New study: Plastic junk in oceans produces bisphenol A

There are rafts of junk plastic in the oceans, some of them the size of a large country (e.g. Turkey), and scientists have been worried about them for many years. A recent study by a team from Nihon University (Chiba, Japan) has put new facts to those fears: The hard plastic containers constructed of polycarbonate, once thought to be non-degrading, are degrading and producing the endocrine disruptor bisphenol A (BPA). These containers make up a significant proportion of the ocean-floating plastic. Adding to the oceanic levels of BPA are the epoxy paints used to coat the hulls of many ships. Together these two sources have raised BPA concentrations in parts of the oceans to levels that may have negative biological effects.

This same research team announced in August of 2009 that polystyrene plastic, the material used to make styrofoam plastics, is a source of ocean-born toxins. The researchers analyzed samples from beach sand and seawater from 200 sites in 20 countries, mostly in North America and the Pacific Basin. They found BPA concentrations ranging from 0.01 parts per million (ppm) to 50 ppm. Other studies have shown that even low concentrations are having an effect on sea life. The plastics industry, in general, continues to contend that BPA, although present in many things (water, people, plants), is not found at toxic levels.

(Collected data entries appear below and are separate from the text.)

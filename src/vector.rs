//! Small helpers over [`DVec2`] that the steering code leans on.

use glam::DVec2;
use rand::Rng;
use rand_distr::{Distribution, UnitCircle};

#[inline]
pub fn distance(a: DVec2, b: DVec2) -> f64 {
    a.distance(b)
}

/// Unit vector along `v`, or `None` when `v` has no usable direction.
#[inline]
pub fn normalize(v: DVec2) -> Option<DVec2> {
    v.try_normalize()
}

/// Like [`normalize`] but picks a uniformly random direction for the zero vector.
pub fn normalize_or_random(v: DVec2, rng: &mut impl Rng) -> DVec2 {
    normalize(v).unwrap_or_else(|| random_unit(rng))
}

/// Returns `v` untouched when `|v| <= max`, otherwise `v` rescaled to length `max`.
pub fn clamp_length(v: DVec2, max: f64) -> DVec2 {
    let len = v.length();
    if len > max {
        if max <= 0.0 {
            return DVec2::ZERO;
        }
        v / len * max
    } else {
        v
    }
}

pub fn random_unit(rng: &mut impl Rng) -> DVec2 {
    let [x, y]: [f64; 2] = UnitCircle.sample(rng);
    DVec2::new(x, y)
}
//! Schooling fish on a wrap-around plane.
//!
//! The core is [`World`]: hand it a `dt`, it moves every fish by the Boids
//! rules (separation, alignment, cohesion), pushes them away from nearby
//! obstacles, caps their speed and wraps them at the edges. Drawing and input
//! live outside the library.

pub mod config;
pub mod error;
pub mod fish;
pub mod obstacle;
pub mod school;
pub mod sim;
pub mod vector;

pub use config::{AvoidanceParams, SimConfig, SpawnParams, UpdateOrder};
pub use error::SimError;
pub use fish::{Fish, FlockParams};
pub use glam::DVec2;
pub use obstacle::{Obstacle, Shape};
pub use school::{School, WorldBounds};
pub use sim::{BruteForceNeighborSearch, NeighborSearch, Steering, World};
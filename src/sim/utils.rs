use crate::fish::Fish;
use crate::school::WorldBounds;
use crate::vector::clamp_length;

pub fn limit_speed(fish: &mut Fish) {
    fish.vel = clamp_length(fish.vel, fish.params.max_speed);
}

/// Toroidal wrap: leaving one edge puts the fish exactly on the opposite edge.
///
/// This snaps to the edge rather than carrying the overshoot over, so the
/// path is only faithful while `|vel * dt|` stays below the bound.
pub fn wrap_within_bounds(fish: &mut Fish, bounds: &WorldBounds) {
    fish.pos.x = wrap_axis(fish.pos.x, bounds.w);
    fish.pos.y = wrap_axis(fish.pos.y, bounds.h);
}

fn wrap_axis(value: f64, bound: f64) -> f64 {
    if value < 0.0 {
        bound
    } else if value > bound {
        0.0
    } else {
        value
    }
}
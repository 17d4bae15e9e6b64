use std::collections::VecDeque;
use std::env;
use std::time::Instant;

use anyhow::Result;
use fish_school::{DVec2, Fish, Obstacle, Shape, SimConfig, World};
use macroquad::prelude::*;
use tracing::{error, info};

const MSAA_SAMPLE_COUNT: i32 = 4;
const FISH_COLOR: Color = Color::new(0.0, 0.83, 1.0, 1.0);
const ROCK_FILL: Color = Color::new(0.35, 0.35, 0.35, 1.0);
const ROCK_STROKE: Color = Color::new(0.23, 0.23, 0.23, 1.0);
const WATER: Color = Color::new(0.04, 0.09, 0.16, 1.0);

fn env_or<T: std::str::FromStr>(key: &str, default: T) -> T {
    env::var(key)
        .ok()
        .and_then(|s| s.parse::<T>().ok())
        .unwrap_or(default)
}

fn init_tracing() {
    let _ = tracing_subscriber::fmt()
        .with_env_filter(tracing_subscriber::EnvFilter::from_default_env())
        .try_init();
}

fn window_conf() -> Conf {
    Conf {
        window_title: "Fish School".to_owned(),
        window_width: 1280,
        window_height: 720,
        sample_count: MSAA_SAMPLE_COUNT,
        high_dpi: true,
        ..Default::default()
    }
}

fn default_rocks(w: f64, h: f64) -> Result<Vec<Obstacle>> {
    Ok(vec![
        Obstacle::circle(DVec2::new(w * 0.3, h * 0.5), 40.0)?,
        Obstacle::rectangle(DVec2::new(w * 0.7, h * 0.35), 90.0, 50.0)?,
        Obstacle::square(DVec2::new(w * 0.55, h * 0.75), 25.0)?,
    ])
}

fn draw_fish(fish: &Fish) {
    let head = fish.pos;
    let tail = fish.tail();
    draw_line(
        tail.x as f32,
        tail.y as f32,
        head.x as f32,
        head.y as f32,
        2.0,
        FISH_COLOR,
    );
    draw_circle(head.x as f32, head.y as f32, 3.0, FISH_COLOR);
}

fn draw_obstacle(obstacle: &Obstacle, enabled: bool) {
    let alpha = if enabled { 1.0 } else { 0.35 };
    let fill = Color { a: alpha, ..ROCK_FILL };
    let stroke = Color { a: alpha, ..ROCK_STROKE };
    let c = obstacle.center();

    match obstacle.shape() {
        Shape::Circle { radius } => {
            draw_circle(c.x as f32, c.y as f32, radius as f32, fill);
            draw_circle_lines(c.x as f32, c.y as f32, radius as f32, 3.0, stroke);
            draw_circle(c.x as f32, c.y as f32, 4.0, stroke);
        }
        Shape::Rectangle { width, height } => {
            let x = (c.x - width / 2.0) as f32;
            let y = (c.y - height / 2.0) as f32;
            draw_rectangle(x, y, width as f32, height as f32, fill);
            draw_rectangle_lines(x, y, width as f32, height as f32, 3.0, stroke);
        }
    }
}

async fn run() -> Result<()> {
    let w = screen_width() as f64;
    let h = screen_height() as f64;

    let seed = env_or("FISH_SEED", 1u64);
    let fish_count = env_or("FISH_COUNT", 80usize);
    info!(seed, fish_count, width = w, height = h, "starting fish school");

    let config = SimConfig {
        width: w,
        height: h,
        fish_count,
        obstacles: default_rocks(w, h)?,
        seed: Some(seed),
        ..SimConfig::default()
    };
    let mut world = World::new(config)?;

    let mut paused = false;
    let mut frame_times_ms: VecDeque<f32> = VecDeque::with_capacity(100);

    loop {
        if is_key_pressed(KeyCode::Escape) {
            info!("quit requested");
            return Ok(());
        }
        if is_key_pressed(KeyCode::Space) {
            paused = !paused;
        }
        if is_key_pressed(KeyCode::O) {
            let enabled = !world.obstacles_enabled();
            world.set_obstacles_enabled(enabled);
        }
        if is_mouse_button_pressed(MouseButton::Left) {
            let (x, y) = mouse_position();
            let index = world.add_fish(x as f64, y as f64)?;
            info!(index, x, y, "fish added by click");
        }

        let dt = if paused { 0.0 } else { get_frame_time() as f64 };
        let start = Instant::now();
        world.step(dt)?;
        let engine_ms = start.elapsed().as_micros() as f32 / 1000.0;

        frame_times_ms.push_back(engine_ms);
        if frame_times_ms.len() > 100 {
            frame_times_ms.pop_front();
        }
        let avg_ms = frame_times_ms.iter().copied().sum::<f32>() / frame_times_ms.len() as f32;

        clear_background(WATER);
        for obstacle in world.obstacles() {
            draw_obstacle(obstacle, world.obstacles_enabled());
        }
        for fish in world.fishes() {
            draw_fish(fish);
        }

        draw_text(
            &format!(
                "Fish: {}  sim ({}) avg(100): {:.2}ms  obstacles: {}{}",
                world.len(),
                world.neighbor_search_name(),
                avg_ms,
                if world.obstacles_enabled() { "on" } else { "off" },
                if paused { "  [paused]" } else { "" },
            ),
            20.0,
            32.0,
            24.0,
            WHITE,
        );

        next_frame().await;
    }
}

#[macroquad::main(window_conf)]
async fn main() {
    init_tracing();
    if let Err(err) = run().await {
        error!(%err, "fish school stopped");
    }
}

Katsuhido Saido, professor at Nihon University School of Pharmacy and lead researcher of the study also notes that the epoxy paints used to protect the hulls of sea-going vessels also degrade and produce BPA.

Saido said that waste plastics are finding their way into the environment through littering, and also may be carried by water into the oceans, spreading this pollution widely. Each year as much as 150,000 tons of plastic debris wash up on the shores of Japan alone, Saido said. Vast expanses of waste, consisting mainly of plastic, float elsewhere in the oceans. The so-called Great Pacific Garbage Patch between California and Hawaii was twice the size of Texas and mainly plastic waste. Plastics are, in fact, the main source of garbage in marine debris, according to Saido. “This process is expedited by the low temperatures at which plastic degradation can occur, temperatures present in oceans,” he added.

“Marine debris plastic in the ocean will certainly constitute a new global ocean contamination for long into the future,” Saido predicted.

[Source: EurekAlert]

The toxicity of the oceanic plastic rafts will be a matter for research and debate for some time. It is difficult to trace the effects of BPA to specific biological problems in specific species. Most scientific studies, so far, tend to extrapolate what compounds with the chemical characteristics of BPA could do to the endocrine or other systems. Worldwide, government agencies have been pronouncing on the effects and prohibitions for BPA – some are fairly strict, others permissive.

From an intuitive point of view, country sized rafts of plastic junk fit with the image of growing ‘dead spots’ in the oceans and other pollution related problems. As with so many other intuitive environmental insights, the hard data from research is either skimpy or subject to multiple interpretations.